Quand on compare les pouvoirs exorbitans attribués à ces conseils à la base électorale, prodigieusement étroite, qu’on leur a donnée, la contradiction parait si grande qu’on se croit en présence d’une gageure. Et voilà que, dès le premier essai, cette base électorale se rétrécit encore ou même s’effrite complètement. Ce n’est pas un succès pour M. Millerand. C’en est un pour M. Bérenger dont la proposition au Sénat devient plus importante et plus nécessaire que jamais. Le mot d’avortement est le seul qui convienne à la tentative de M. le ministre du Commerce.

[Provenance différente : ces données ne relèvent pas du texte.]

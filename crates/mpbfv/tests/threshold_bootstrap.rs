use std::error::Error;

use mpbfv::bfv::{BfvParameters, Ciphertext, Encoding, Multiplicator, Plaintext, SecretKey};
use mpbfv::mbfv::{
    encryption_to_shares, joint_key_gen, joint_relinearization_key_gen, joint_rotation_key_gen,
    multiparty_bootstrap, shares_to_encryption, threshold_decrypt, CommonRandomPoly,
    DecryptionShare, ProtocolConfig, Role, Round,
};
use mpbfv_traits::{FheDecoder, FheDecrypter, FheEncoder, FheEncrypter};
use rand::{rngs::OsRng, thread_rng, SeedableRng};
use rand_chacha::ChaCha8Rng;
use std::sync::Arc;

const NUM_PARTIES: usize = 5;

fn parameters() -> Result<Arc<BfvParameters>, Box<dyn Error>> {
    Ok(ProtocolConfig::default().build_parameters()?)
}

fn joint_secret(sk_shares: &[SecretKey], par: &Arc<BfvParameters>) -> SecretKey {
    let mut s = vec![0i64; par.degree()];
    for sk in sk_shares {
        s.iter_mut().zip(sk.coeffs.iter()).for_each(|(a, b)| *a += b);
    }
    SecretKey::new(s, par)
}

fn decrypt(
    sk_shares: &[SecretKey],
    ct: &Ciphertext,
    len: usize,
) -> Result<Vec<u64>, Box<dyn Error>> {
    let pt = threshold_decrypt(sk_shares, ct, &mut thread_rng())?;
    let mut w = Vec::<u64>::try_decode(&pt, Encoding::simd())?;
    w.truncate(len);
    Ok(w)
}

#[test]
fn scenario() -> Result<(), Box<dyn Error>> {
    let _ = tracing_subscriber::fmt()
        .with_env_filter(tracing_subscriber::EnvFilter::from_default_env())
        .with_test_writer()
        .try_init();

    let mut rng = thread_rng();
    let par = parameters()?;
    let (sk_shares, pk) = joint_key_gen(&par, NUM_PARTIES, &mut rng)?;
    let rk = joint_relinearization_key_gen(&sk_shares, &pk, &mut rng)?;
    let rotations = [-2, -1, 1, 2];
    let ek = joint_rotation_key_gen(&sk_shares, &pk, &rotations, &mut rng)?;
    let mul = Multiplicator::default(&rk)?;

    let v: &[u64] = &[1, 2, 3, 4, 5];
    let pt = Plaintext::try_encode(v, Encoding::simd(), &par)?;
    let ct = pk.try_encrypt(&pt, &mut rng)?;
    assert_eq!(decrypt(&sk_shares, &ct, 5)?, v);

    let sum = &ct + &ct;
    assert_eq!(decrypt(&sk_shares, &sum, 5)?, [2, 4, 6, 8, 10]);

    let square = mul.multiply(&ct, &ct)?;
    assert_eq!(square.depth(), 1);
    assert_eq!(decrypt(&sk_shares, &square, 5)?, [1, 4, 9, 16, 25]);

    let cube = mul.multiply(&square, &ct)?;
    assert_eq!(cube.depth(), 2);
    assert_eq!(decrypt(&sk_shares, &cube, 5)?, [1, 8, 27, 64, 125]);

    // Rotations move the slots of each row to the left.
    let row_size = par.degree() / 2;
    let mut row = v.to_vec();
    row.resize(row_size, 0);
    for r in rotations {
        let rotated = ek.rotates_columns_by(&ct, r)?;
        let mut expected = row.clone();
        expected.rotate_left(r.rem_euclid(row_size as i32) as usize);
        assert_eq!(decrypt(&sk_shares, &rotated, row_size)?, expected);
    }
    let w = decrypt(&sk_shares, &ek.rotates_columns_by(&ct, 2)?, row_size)?;
    assert_eq!(w[..3], [3, 4, 5]);
    assert_eq!(w[row_size - 2..], [1, 2]);

    // Bootstrapping resets the depth and the noise.
    let sk = joint_secret(&sk_shares, &par);
    let refreshed = multiparty_bootstrap(&cube, &sk_shares, &mut rng)?;
    assert_eq!(refreshed.depth(), 0);
    assert_eq!(decrypt(&sk_shares, &refreshed, 5)?, [1, 8, 27, 64, 125]);
    assert!(sk.measure_noise(&refreshed)? < sk.measure_noise(&cube)?);

    let refreshed_square = multiparty_bootstrap(&square, &sk_shares, &mut rng)?;
    let cube = mul.multiply(&refreshed_square, &ct)?;
    assert_eq!(cube.depth(), 1);
    assert_eq!(decrypt(&sk_shares, &cube, 5)?, [1, 8, 27, 64, 125]);
    Ok(())
}

#[test]
fn message_shares_sum_to_plaintext() -> Result<(), Box<dyn Error>> {
    let mut rng = thread_rng();
    let par = parameters()?;
    let (sk_shares, pk) = joint_key_gen(&par, NUM_PARTIES, &mut rng)?;

    let v = (0..par.degree() as u64).collect::<Vec<_>>();
    let pt = Plaintext::try_encode(&v, Encoding::poly(), &par)?;
    let ct = pk.try_encrypt(&pt, &mut rng)?;

    let shares = encryption_to_shares(&ct, &sk_shares, &mut rng)?;
    assert_eq!(shares.len(), NUM_PARTIES);
    let mut sum = vec![0u64; par.degree()];
    for share in &shares {
        sum.iter_mut()
            .zip(share.values())
            .for_each(|(a, b)| *a = (*a + b) % par.plaintext());
    }
    assert_eq!(sum, v);

    let crp = CommonRandomPoly::new(&par, &mut rng)?;
    let fresh = shares_to_encryption(&shares, &sk_shares, &crp, &mut rng)?;
    assert_eq!(
        threshold_decrypt(&sk_shares, &fresh, &mut rng)?,
        threshold_decrypt(&sk_shares, &ct, &mut rng)?
    );
    Ok(())
}

#[test]
fn single_party_matches_secret_key() -> Result<(), Box<dyn Error>> {
    let mut rng = thread_rng();
    let par = parameters()?;
    let (sk_shares, pk) = joint_key_gen(&par, 1, &mut rng)?;
    let v = par.degree() as u64;
    let pt = Plaintext::try_encode(&[v, 1, 2][..], Encoding::poly(), &par)?;
    let ct = pk.try_encrypt(&pt, &mut rng)?;
    assert_eq!(
        threshold_decrypt(&sk_shares, &ct, &mut rng)?,
        sk_shares[0].try_decrypt(&ct)?
    );
    Ok(())
}

#[test]
fn seeded_sessions_are_reproducible() -> Result<(), Box<dyn Error>> {
    let par = parameters()?;
    let (_, pk1) = joint_key_gen(&par, 3, &mut ChaCha8Rng::seed_from_u64(42))?;
    let (_, pk2) = joint_key_gen(&par, 3, &mut ChaCha8Rng::seed_from_u64(42))?;
    let (_, pk3) = joint_key_gen(&par, 3, &mut OsRng)?;
    assert_eq!(pk1, pk2);
    assert_ne!(pk1, pk3);
    Ok(())
}

#[test]
fn errors() -> Result<(), Box<dyn Error>> {
    let mut rng = thread_rng();
    let par = parameters()?;
    assert_eq!(
        joint_key_gen(&par, 0, &mut rng).err(),
        Some(mpbfv::Error::TooFewValues(0, 1))
    );

    let (sk_shares, pk) = joint_key_gen(&par, 3, &mut rng)?;
    let ct = pk.try_encrypt(&Plaintext::zero(Encoding::simd(), &par)?, &mut rng)?;

    let ek = joint_rotation_key_gen(&sk_shares, &pk, &[1], &mut rng)?;
    assert_eq!(
        ek.rotates_columns_by(&ct, 3).err(),
        Some(mpbfv::Error::MissingRotationKey(3))
    );

    let shares = encryption_to_shares(&ct, &sk_shares, &mut rng)?;
    let crp = CommonRandomPoly::new(&par, &mut rng)?;
    assert_eq!(
        shares_to_encryption(&shares[1..], &sk_shares, &crp, &mut rng).err(),
        Some(mpbfv::Error::PartyCountMismatch {
            expected: 3,
            found: 2
        })
    );
    assert_eq!(
        threshold_decrypt(&[], &ct, &mut rng).err(),
        Some(mpbfv::Error::TooFewValues(0, 1))
    );

    // A round refuses duplicates and cannot be aggregated before every party
    // contributed.
    let ct = Arc::new(ct);
    let mut round = Round::all(3);
    round.insert(0, DecryptionShare::new(Role::Lead, &sk_shares[0], &ct, &mut rng)?)?;
    let share = DecryptionShare::new(Role::Participant, &sk_shares[1], &ct, &mut rng)?;
    round.insert(1, share.clone())?;
    assert_eq!(
        round.insert(1, share),
        Err(mpbfv::Error::DuplicateContribution(1))
    );
    assert_eq!(
        round.aggregate::<Plaintext>().err(),
        Some(mpbfv::Error::IncompleteRound {
            expected: 3,
            found: 2
        })
    );
    Ok(())
}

Lorsque nous avons écrit notre dernière chronique, les nouvelles trop optimistes transmises par le télégraphe permettaient d’espérer la guérison de M. Mac Kinley. Lorsqu’elle a paru, le président était mort : en quelques heures, son état avait empiré, puis était devenu désespéré, et le dénouement se produisait enfin avec une rapidité foudroyante. Nous nous contenterons aujourd’hui d’enregistrer la mort de M. Mac Kinley, dont le nom vient s’ajouter au martyrologe déjà long des chefs d’État. On sait déjà quelle carrière politique il a si honorablement remplie ; le coup de pistolet qui l’a tué a consacré sa figure pour la postérité, en lui donnant quelque chose de plus noble et de plus touchant. L’émotion a été extrêmement vive dans le monde entier : les États-Unis peuvent y voir une marque de l’intérêt qu’ils inspirent. Cependant, nul n’a pensé que la subite disparition d’un homme très estimable et d’un bon citoyen fût de nature à porter atteinte aux destinées d’un grand pays. Le successeur de M. Mac Kinley était désigné d’avance. M. Roosevelt a prononcé avec émotion le serment d’usage, et a promis de suivre fidèlement la politique du président défunt. Nous avons dit ce qu’avait été jusqu’à ce jour M. Roosevelt ; nous n’y reviendrons pas. Il est populaire, il est aimé, on attend beaucoup de lui. C’est à peine si le mandat qui lui échoit d’une manière inopinée et tragique a été entamé par M. Mac Kinley, qui était entré pour la seconde fois en fonctions au mois de mars dernier, de sorte que M. Roosevelt aura trois ans et demi de présidence à parcourir, et peut-être davantage, puisqu’il peut être réélu. En France, où l’analogie des institutions politiques et plus encore des souvenirs de gloire commune nous rattachent plus étroitement aux États-Unis, l’épreuve qu’ils traversent a provoqué la sympathie la plus profonde.
FRANCIS CHARMES.
Le Directeur-Gérant, F. BRUNETIERE.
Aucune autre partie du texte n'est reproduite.